Ajustando la forma en que sostenía a Rem mientras abordaba el tema, Frederica frunció sus cejas. Había un punto de inquietud que se apoderó de sus ojos de jade. Durante un tiempo, Subaru reflexionó sobre lo que debía hacer antes de que finalmente preguntara, «Quiero preguntar sobre Garfiel… Ha estado dentro de la tumba. ¿Lo sabías?»

«“—. ¿Hay algo entre tú y Garfiel?»

«Tú eres la que me advirtió que tuviera cuidado. Palabras duras, ¿sabes? También sé de tu relación con Garfiel. Por eso no tienes que encubrir nada».

«Pero en un solo… Realmente, en medio día, parece que te has ganado la confianza del maestro.»

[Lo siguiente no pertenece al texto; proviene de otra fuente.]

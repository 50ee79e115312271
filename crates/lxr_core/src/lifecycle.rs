//! Container lifecycle: create, start, stop, destroy and state queries.
//!
//! A container is `Absent`, `Stopped` or `Running`. State is always read
//! fresh from `pct status`; nothing is cached because other actors on the
//! host can change it at any time.

use std::sync::Arc;
use std::time::Duration;

use lxr_runner::{parse_status, HostTools, ToolError};
use serde::{Deserialize, Serialize};
use tracing::{debug, info, warn};

use crate::config::ContainerSpec;
use crate::error::{OrchestratorError, OrchestratorResult};

/// Point-in-time state of a container.
#[derive(Debug, Clone, Copy, PartialEq, Eq, Serialize, Deserialize)]
#[serde(rename_all = "lowercase")]
pub enum ContainerState {
    Absent,
    Stopped,
    Running,
}

/// Outcome of [`ContainerLifecycle::destroy`].
#[derive(Debug, Clone, Copy, PartialEq, Eq)]
pub enum Destroyed {
    /// No container had the identifier; no command was issued.
    NothingToDo,
    Removed { was_running: bool },
}

impl Destroyed {
    pub fn existed(&self) -> bool {
        matches!(self, Self::Removed { .. })
    }
}

/// How often to retry `pct destroy` after a failure.
#[derive(Debug, Clone, Copy, PartialEq, Eq, Default)]
pub struct RetryPolicy {
    /// Extra attempts after the first (0 = no retry)
    pub retries: u32,
    pub delay: Duration,
}

impl RetryPolicy {
    pub fn none() -> Self {
        Self::default()
    }

    pub fn retries(mut self, retries: u32) -> Self {
        self.retries = retries;
        self
    }

    pub fn delay(mut self, delay: Duration) -> Self {
        self.delay = delay;
        self
    }
}

/// Issues lifecycle commands for one host.
#[derive(Clone)]
pub struct ContainerLifecycle {
    tools: Arc<dyn HostTools>,
    destroy_retry: RetryPolicy,
}

impl ContainerLifecycle {
    pub fn new(tools: Arc<dyn HostTools>) -> Self {
        Self {
            tools,
            destroy_retry: RetryPolicy::none(),
        }
    }

    pub fn with_destroy_retry(mut self, policy: RetryPolicy) -> Self {
        self.destroy_retry = policy;
        self
    }

    /// Current state of container `id`.
    pub async fn state(&self, id: u32) -> OrchestratorResult<ContainerState> {
        let output = self
            .tools
            .status(id)
            .await
            .map_err(|source| OrchestratorError::ContainerQueryFailed { id, source })?;

        if !output.success() {
            debug!("Container {} absent: {}", id, output.stderr.trim());
            return Ok(ContainerState::Absent);
        }

        let status = parse_status(&output.stdout)
            .map_err(|source| OrchestratorError::ContainerQueryFailed { id, source })?;
        Ok(if status.is_running() {
            ContainerState::Running
        } else {
            ContainerState::Stopped
        })
    }

    pub async fn exists(&self, id: u32) -> OrchestratorResult<bool> {
        Ok(self.state(id).await? != ContainerState::Absent)
    }

    pub async fn is_running(&self, id: u32) -> OrchestratorResult<bool> {
        Ok(self.state(id).await? == ContainerState::Running)
    }

    /// Create the container described by `spec`.
    ///
    /// The image must already be present in its storage; see
    /// [`ImageManager::ensure_present`](crate::image::ImageManager::ensure_present).
    pub async fn create(&self, spec: &ContainerSpec) -> OrchestratorResult<()> {
        info!("Creating container {} from {}", spec.id, spec.image);
        self.tools
            .create(spec.id, &spec.image.key(), &spec.create_options())
            .await
            .map_err(|source| OrchestratorError::ContainerCreateFailed { id: spec.id, source })
    }

    /// Request a start. Boot completion is observed by the readiness poller.
    pub async fn start(&self, id: u32) -> OrchestratorResult<()> {
        info!("Starting container {}", id);
        self.tools
            .start(id)
            .await
            .map_err(|source| OrchestratorError::ContainerStartFailed { id, source })
    }

    /// Stop the container if it is running. Returns whether a stop was issued.
    pub async fn stop(&self, id: u32) -> OrchestratorResult<bool> {
        if !self.is_running(id).await? {
            debug!("Container {} not running, nothing to stop", id);
            return Ok(false);
        }

        info!("Stopping container {}", id);
        self.tools
            .stop(id)
            .await
            .map_err(|source| OrchestratorError::ContainerStopFailed { id, source })?;
        Ok(true)
    }

    /// Remove the container whatever its state.
    pub async fn destroy(&self, id: u32) -> OrchestratorResult<Destroyed> {
        let was_running = match self.state(id).await? {
            ContainerState::Absent => {
                debug!("Container {} does not exist, nothing to destroy", id);
                return Ok(Destroyed::NothingToDo);
            }
            ContainerState::Running => {
                info!("Stopping container {}", id);
                self.tools
                    .stop(id)
                    .await
                    .map_err(|source| OrchestratorError::ContainerStopFailed { id, source })?;
                true
            }
            ContainerState::Stopped => false,
        };

        info!("Destroying container {}", id);
        self.destroy_with_retry(id)
            .await
            .map_err(|source| OrchestratorError::ContainerDestroyFailed { id, source })?;

        Ok(Destroyed::Removed { was_running })
    }

    async fn destroy_with_retry(&self, id: u32) -> Result<(), ToolError> {
        let mut attempt = 0;
        loop {
            match self.tools.destroy(id).await {
                Ok(()) => return Ok(()),
                Err(e) if attempt < self.destroy_retry.retries => {
                    attempt += 1;
                    warn!(
                        "Destroy of container {} failed ({}), retry {}/{}",
                        id, e, attempt, self.destroy_retry.retries
                    );
                    tokio::time::sleep(self.destroy_retry.delay).await;
                }
                Err(e) => return Err(e),
            }
        }
    }
}

#[cfg(test)]
mod tests {
    use super::*;
    use lxr_runner::{MockContainer, MockHost};

    fn lifecycle(host: &MockHost) -> ContainerLifecycle {
        ContainerLifecycle::new(Arc::new(host.clone()))
    }

    #[tokio::test]
    async fn test_state_queries() {
        let host = MockHost::new()
            .with_container(1, MockContainer::running("lxc-runner-1"))
            .with_container(2, MockContainer::stopped("lxc-runner-2"));
        let lifecycle = lifecycle(&host);

        assert_eq!(lifecycle.state(1).await.unwrap(), ContainerState::Running);
        assert_eq!(lifecycle.state(2).await.unwrap(), ContainerState::Stopped);
        assert_eq!(lifecycle.state(3).await.unwrap(), ContainerState::Absent);
        assert!(lifecycle.exists(2).await.unwrap());
        assert!(!lifecycle.is_running(2).await.unwrap());
        assert!(!lifecycle.exists(3).await.unwrap());
    }

    #[tokio::test]
    async fn test_destroy_absent_is_nothing_to_do() {
        let host = MockHost::new();
        let result = lifecycle(&host).destroy(3003).await.unwrap();

        assert_eq!(result, Destroyed::NothingToDo);
        assert!(!result.existed());
        assert_eq!(host.call_count(), 1);
        assert!(host.was_called("status"));
        assert!(!host.was_called("stop"));
        assert!(!host.was_called("destroy"));
    }

    #[tokio::test]
    async fn test_destroy_running_stops_first() {
        let host = MockHost::new().with_container(5, MockContainer::running("lxc-runner-5"));
        let result = lifecycle(&host).destroy(5).await.unwrap();

        assert_eq!(result, Destroyed::Removed { was_running: true });
        let methods: Vec<String> = host.get_calls().into_iter().map(|c| c.method).collect();
        assert_eq!(methods, ["status", "stop", "destroy"]);
        assert!(host.container(5).is_none());
    }

    #[tokio::test]
    async fn test_destroy_stopped_skips_stop() {
        let host = MockHost::new().with_container(6, MockContainer::stopped("lxc-runner-6"));
        let result = lifecycle(&host).destroy(6).await.unwrap();

        assert_eq!(result, Destroyed::Removed { was_running: false });
        assert!(!host.was_called("stop"));
    }

    #[tokio::test]
    async fn test_stop_is_guarded_by_running_check() {
        let host = MockHost::new().with_container(8, MockContainer::stopped("lxc-runner-8"));
        let lifecycle = lifecycle(&host);

        assert!(!lifecycle.stop(8).await.unwrap());
        assert!(!lifecycle.stop(9).await.unwrap());
        assert!(!host.was_called("stop"));
    }

    #[tokio::test]
    async fn test_start_missing_container_fails() {
        let host = MockHost::new();
        let err = lifecycle(&host).start(4).await.unwrap_err();
        assert!(matches!(err, OrchestratorError::ContainerStartFailed { id: 4, .. }));
    }

    #[tokio::test]
    async fn test_destroy_without_retry_fails_once() {
        let host = MockHost::new()
            .with_container(2, MockContainer::stopped("lxc-runner-2"))
            .fail_on("destroy", Some(2));

        let err = lifecycle(&host).destroy(2).await.unwrap_err();
        assert!(matches!(err, OrchestratorError::ContainerDestroyFailed { id: 2, .. }));
        assert_eq!(host.get_method_calls("destroy").len(), 1);
    }

    #[tokio::test]
    async fn test_destroy_retry_policy() {
        let host = MockHost::new()
            .with_container(2, MockContainer::stopped("lxc-runner-2"))
            .fail_on("destroy", Some(2));
        let lifecycle = lifecycle(&host).with_destroy_retry(RetryPolicy::none().retries(2));

        assert!(lifecycle.destroy(2).await.is_err());
        assert_eq!(host.get_method_calls("destroy").len(), 3);
    }
}
//! Cleanup command - Destroy containers.

use anyhow::Result;
use clap::Args;
use tracing::info;

use lxr_core::{CleanupReport, CleanupTarget, ConfigResolver, Orchestrator};

use super::Context;

#[derive(Args, Debug)]
pub struct CleanupArgs {
    /// Destroy every lxc-runner container on this host
    #[arg(long)]
    all: bool,
}

pub async fn execute(args: CleanupArgs, ctx: &Context) -> Result<()> {
    let target = if args.all {
        CleanupTarget::All
    } else {
        CleanupTarget::One(ConfigResolver::resolve_id(ctx.id, &ctx.env)?)
    };

    match Orchestrator::new(ctx.tools.clone(), &ctx.settings)
        .cleanup(target)
        .await?
    {
        CleanupReport::One { id, existed: true } => info!("Container {} destroyed", id),
        CleanupReport::One { id, existed: false } => {
            info!("Container {} does not exist, nothing to do", id)
        }
        CleanupReport::All(sweep) => {
            info!("Destroyed {} container(s): {:?}", sweep.destroyed.len(), sweep.destroyed)
        }
    }
    Ok(())
}
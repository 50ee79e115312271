//! # lxr_core
//!
//! Lifecycle orchestration for single-job LXC containers.
//!
//! Components, leaves first:
//!
//! - [`ConfigResolver`]: flags + job environment + host defaults → [`ContainerSpec`]
//! - [`ImageManager`]: template presence and download
//! - [`ContainerLifecycle`]: create/start/stop/destroy and state queries
//! - [`ReadinessPoller`]: waits for the init system after start
//! - [`StageRunner`]: uploads and runs stage scripts
//! - [`CleanupManager`]: destroys one container or sweeps all runner containers
//!
//! [`Orchestrator`] strings them together into the `prepare`, `run` and
//! `cleanup` workflows.

pub mod cleanup;
pub mod config;
pub mod error;
pub mod image;
pub mod lifecycle;
pub mod readiness;
pub mod settings;
pub mod stage;
pub mod workflow;

pub use cleanup::{CleanupManager, SweepReport};
pub use config::{
    vars, ConfigResolver, ContainerSpec, ImageReference, JobContext, JobEnv, PrepareFlags,
    RootPassword,
};
pub use error::{OrchestratorError, OrchestratorResult, SweepFailure};
pub use image::{EnsuredImage, ImageManager, SYSTEM_SECTION};
pub use lifecycle::{ContainerLifecycle, ContainerState, Destroyed, RetryPolicy};
pub use readiness::{Readiness, ReadinessPoller};
pub use settings::Settings;
pub use stage::{StageOutcome, StageRunner};
pub use workflow::{
    CleanupReport, CleanupTarget, Orchestrator, PrepareOptions, PrepareReport, PROVISION_STAGE,
};
//! Exit code tests for the lxc-runner binary.
//!
//! None of these reach pct or pveam, so they run on any host.

use std::process::{Command, Output};

fn lxc_runner(args: &[&str], path: &str) -> Output {
    Command::new(env!("CARGO_BIN_EXE_lxc-runner"))
        .args(args)
        .env("PATH", path)
        .env_remove("LXC_RUNNER_CONFIG")
        .env_remove("RUST_LOG")
        .env_remove("SYSTEM_FAILURE_EXIT_CODE")
        .output()
        .expect("failed to launch lxc-runner")
}

#[test]
fn test_help_succeeds() {
    let output = lxc_runner(&["--help"], "");
    assert_eq!(output.status.code(), Some(0));
    assert!(String::from_utf8_lossy(&output.stdout).contains("EXIT CODES"));
}

#[test]
fn test_invalid_arguments() {
    let output = lxc_runner(&["prepare", "--cores", "many"], "");
    assert_eq!(output.status.code(), Some(2));
}

#[test]
fn test_unknown_command() {
    let output = lxc_runner(&["config"], "");
    assert_eq!(output.status.code(), Some(5));
}

#[test]
fn test_missing_tools() {
    let dir = tempfile::tempdir().unwrap();
    let output = lxc_runner(&["--id", "7", "cleanup"], dir.path().to_str().unwrap());

    assert_eq!(output.status.code(), Some(3));
    assert!(String::from_utf8_lossy(&output.stderr).contains("pct"));
}

#[test]
fn test_broken_settings_file() {
    let dir = tempfile::tempdir().unwrap();
    let config = dir.path().join("config.toml");
    std::fs::write(&config, "[readiness]\ntimeout_secs = \"soon\"\n").unwrap();

    let output = lxc_runner(
        &["--config", config.to_str().unwrap(), "cleanup", "--all"],
        "",
    );
    assert_eq!(output.status.code(), Some(1));
}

Mirando con asombro la amplitud del conocimiento de Subaru, Frederica expresó esa conclusión como si estuviera hablando consigo misma. Aparentemente pensó que Subaru había obtenido la información de Roswaal, algo que no hizo ningún esfuerzo por corregir.

-Después de todo, la información casi imposible de aprender en un solo día era un arma que sólo Subaru y Subaru manejaban.

Usando eso como palanca, Subaru quería descubrir las verdaderas intenciones de Garfiel, una información irremplazable para que ideara una forma de completar el Santuario.

Dado que tenía las cualidades para ser un apóstol, su predisposición hacia el juicio, y la ligera simpatía que había mostrado a Emilia al desafiar la tumba, no había duda de que Garfiel tenía sentimientos especiales hacia esa tumba.

Si este era el componente central de las diferencias en sus acciones de cada una de las corridas de Subaru, entonces así es como desenredaría el hilo.

«¿Has oído algo sobre mí de… mi hermano pequeño?»

«… Realmente no quiero decir esto, Frederica, pero la mayor parte fue mala. Garfiel dijo que abandonaste tu lugar de nacimiento y te fuiste.»

«“–––––”

«Ah, er, pero ya que es él, podría haber sido su sucia forma de…»

«No, está bien. Gracias por su consideración, pero estoy bien».

Sacudiendo firmemente la cabeza, dejó a Subaru ahogándose con sus palabras, incapaz de continuar. Durante ese tiempo, Frederica entrecerró los ojos, desviando la mirada casi como si mirara a la distancia mientras empezaba a explicar.

«Han pasado más de diez años desde que dejé el Santuario. No he hablado con el joven… Con Garf, ni una sola vez en todo ese tiempo. La brecha ha permanecido sin límites desde entonces».

«… Frederica, ¿está bien si te pregunto por qué dejaste el Santuario?»

Ya sabía la razón por la que no estaba cautiva por la barrera que rodea el Santuario. La barrera, que unía a los que llevaban sangre humana y semi-humana mezclada, no se activaba si esa mezcla era demasiado débil.

No era una mestiza, sino una cuarta parte. Esta fue la razón por la que Frederica pudo dejar el Santuario.

«Aún así, ser capaz de salir e irse son dos cosas diferentes. Intenté preguntarle a Garfiel qué quería hacer después de que se levantara la barrera también… Pero no respondió.»

«Ya… Veo. Probablemente quería crear eso para él.»




Subaru puso una mirada desconcertada cuando escuchó la vaga explicación, una centrada en la palabra “eso”. Sin darse cuenta de su reacción, Frederica parecía estar tratando de sonsacar una respuesta de algo amorfo que estaba muy dentro de ella.

«Algún día, la barrera será levantada. Estaba absolutamente seguro de eso. Tal vez eso fue simplemente una ilusión por mi parte. Si la barrera se levantara finalmente, la gente que vive dentro del Santuario serían liberados… Y saldrían fuera, sin tener más idea de qué hacer que la que tiene Garfiel ahora mismo».

«¿Así que querías crear ese ‘algo’ para ellos, Frederica?»

«Cerrar. Es muy parecido a eso. Un lugar para ellos, tal vez… Algo para dar valor a los que dependen del Santuario, una chispa para que salgan.»

Frederica pareció satisfecha con esta explicación cuando se tocó el pecho con una mano. Subaru nunca la había visto actuar de esta manera, como un capullo floreciendo suavemente en una flor.